A new topic – and vocabulary word – for The Biome Buzz: proteobiotics. You know that I am very enthused about research into using bacteriophages (viruses native to the human biome which target specific bacteria) as an old/new therapy to deal with infection. (You can read more about that here, as just one example.) However, I am now equally mesmerized with proteobiotics, which is defined as the metabolites of specific probiotic bacteria to alter the course of infection by pathogenic species.
I have been slowly making my way through bucket loads of papers I’ve saved on my computer, and over the weekend, finally got to one published last February on using proteobiotics as antimicrobial therapy.[i] The paper starts with a short synopsis of the history of antibacterial treatments, including this astounding fact: within 1 year of the invention of the first form of penicillin (G), “…the development of resistant strains capable of inactivating the drug emerged…” That is, it took only a year for drug-resistant bacteria to develop. This was not a one-off: the same happened when other new antibiotics were developed including tetracyclines, aminoglycodies, and cephalosporins: “…bacterial resistance against these antibiotics emerged within the same year that the antibiotic was introduced.”
It’s not a wonder then that in the USA alone, 2.8 million people are infected with antibiotic resistant bacteria every year, resulting in 38,000 deaths.
The paper describes some of what we know about how metabolites from our own gut bacteria help keep pathogens in check. Proteobiotics interrupt communication between pathogens and our cells, preventing what is known as “virulence”: the pathogen’s ability to cause an infection in the host. There are several known mechanisms of action, including one I’ll focus on for today’s post: quorum sensing. This is the ability of bacteria to recognize host cells’ signals that alert the bacteria that they are at the site of infection, i.e. there are chemical signals emitted by infected cells, which bacteria can sense. Pathogens are attracted to that area, increasing the strength of the infection. Proteobiotics can “…specifically interfere with the ability of the bacteria to recognize host signals that alert the bacteria that they are at the site of infection…” thereby reducing virulence. And because this does not directly kill pathogens, there is no potential for the development of antibiotic resistance.

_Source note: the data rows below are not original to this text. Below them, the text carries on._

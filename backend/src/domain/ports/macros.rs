//! Helper macro for generating driven-port error enums.
//!
//! Each variant gets a snake_case constructor whose parameters accept
//! anything convertible into the field type, so adapters can write
//! `OrderRepositoryError::query("boom")`.

macro_rules! define_port_error {
    (@ctor $variant:ident) => {
        ::paste::paste! {
            pub fn [<$variant:snake>]() -> Self {
                Self::$variant
            }
        }
    };

    (@ctor $variant:ident { $($field:ident : $ty:ty),* $(,)? }) => {
        define_port_error!(@ctor_impl $variant () () $( $field : $ty, )*);
    };

    (@ctor_impl $variant:ident ($($params:tt)*) ($($inits:tt)*) ) => {
        ::paste::paste! {
            pub fn [<$variant:snake>]($($params)*) -> Self {
                Self::$variant { $($inits)* }
            }
        }
    };

    (@ctor_impl $variant:ident ($($params:tt)*) ($($inits:tt)*) $field:ident : $ty:ty, $($rest:tt)*) => {
        define_port_error!(
            @ctor_impl
            $variant
            ($($params)* $field: impl Into<$ty>,)
            ($($inits)* $field: $field.into(),)
            $($rest)*
        );
    };
    (
        $(#[$outer:meta])*
        pub enum $name:ident {
            $(
                $(#[$variant_meta:meta])*
                $variant:ident $( { $($field:ident : $ty:ty),* $(,)? } )? => $message:expr
            ),* $(,)?
        }
    ) => {
        $(#[$outer])*
        #[derive(Debug, Clone, PartialEq, Eq, thiserror::Error)]
        pub enum $name {
            $(
                $(#[$variant_meta])*
                #[error($message)]
                $variant $( { $($field : $ty),* } )?,
            )*
        }

        impl $name {
            $(
                define_port_error!(@ctor $variant $( { $($field : $ty),* } )?);
            )*
        }
    };
}

pub(crate) use define_port_error;

#[cfg(test)]
mod tests {
    //! Constructor generation coverage.
    define_port_error! {
        pub enum SamplePortError {
            Unavailable => "sample port unavailable",
            Query { message: String } => "sample query failed: {message}",
            Mismatch { expected: u32, actual: u32 } => "expected {expected}, found {actual}",
        }
    }

    #[test]
    fn unit_variants_get_nullary_constructors() {
        assert_eq!(SamplePortError::unavailable(), SamplePortError::Unavailable);
        assert_eq!(
            SamplePortError::unavailable().to_string(),
            "sample port unavailable"
        );
    }

    #[test]
    fn string_fields_accept_str() {
        let err = SamplePortError::query("timeout");
        assert_eq!(err.to_string(), "sample query failed: timeout");
    }

    #[test]
    fn numeric_fields_keep_their_type() {
        let err = SamplePortError::mismatch(3_u32, 4_u32);
        assert_eq!(err.to_string(), "expected 3, found 4");
    }
}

The authors describe several experiments using proteobiotics to inhibit infection. Proteobiotics from Lactobacillus acidophilus have successfully suppressed the virulence of a pathogenic E.coli both in vitro and in animal models by suppressing quorum sensing in the bacteria. Two groups of mice were infected with a very pathogenic E.coli species. Those animals also given the proteobiotics fared far better: the mice had significantly less of the pathogen after 5 days, as opposed to the untreated animals who had far more of it. This latter group showed signs of physical deterioration too whereas the treated mice remained in “acceptable” health.
Proteobiotics from Lactobacillus acidophilus have also been shown to control the virulence of Clostridium difficile infection, which is particularly exciting considering how incredibly difficult this is to treat. (You can read more about it here.) This bacterium excretes toxins, which is its main “virulence factor.” In vitro, the proteobiotics down-regulated the toxin genes of the C.difficile, and experiments have confirmed that these bioactive molecules from L.acidophilus, “…have the ability to reduce toxin production.” Further experimentation found that the proteobiotics can also suppress quorum sensing in C.difficile.
Recent research has also shown that proteobiotics from Lactobacillus plantarium have anti-proliferative effect on cancer cells (i.e. stop them from reproducing), as well as inducing apoptosis (cell death) in malignant cells, while sparing normal cells. Holy cow, right?!
It turns out, unfortunately, that the only commercially available product with proteobiotics is formulated for pigs and dogs. The products are produced by MicroSintesis, Inc. The products apparently work great but – they are not available for people. Figures.
The conclusion – you guessed it: much more research is needed. But at least the outlook seems bright.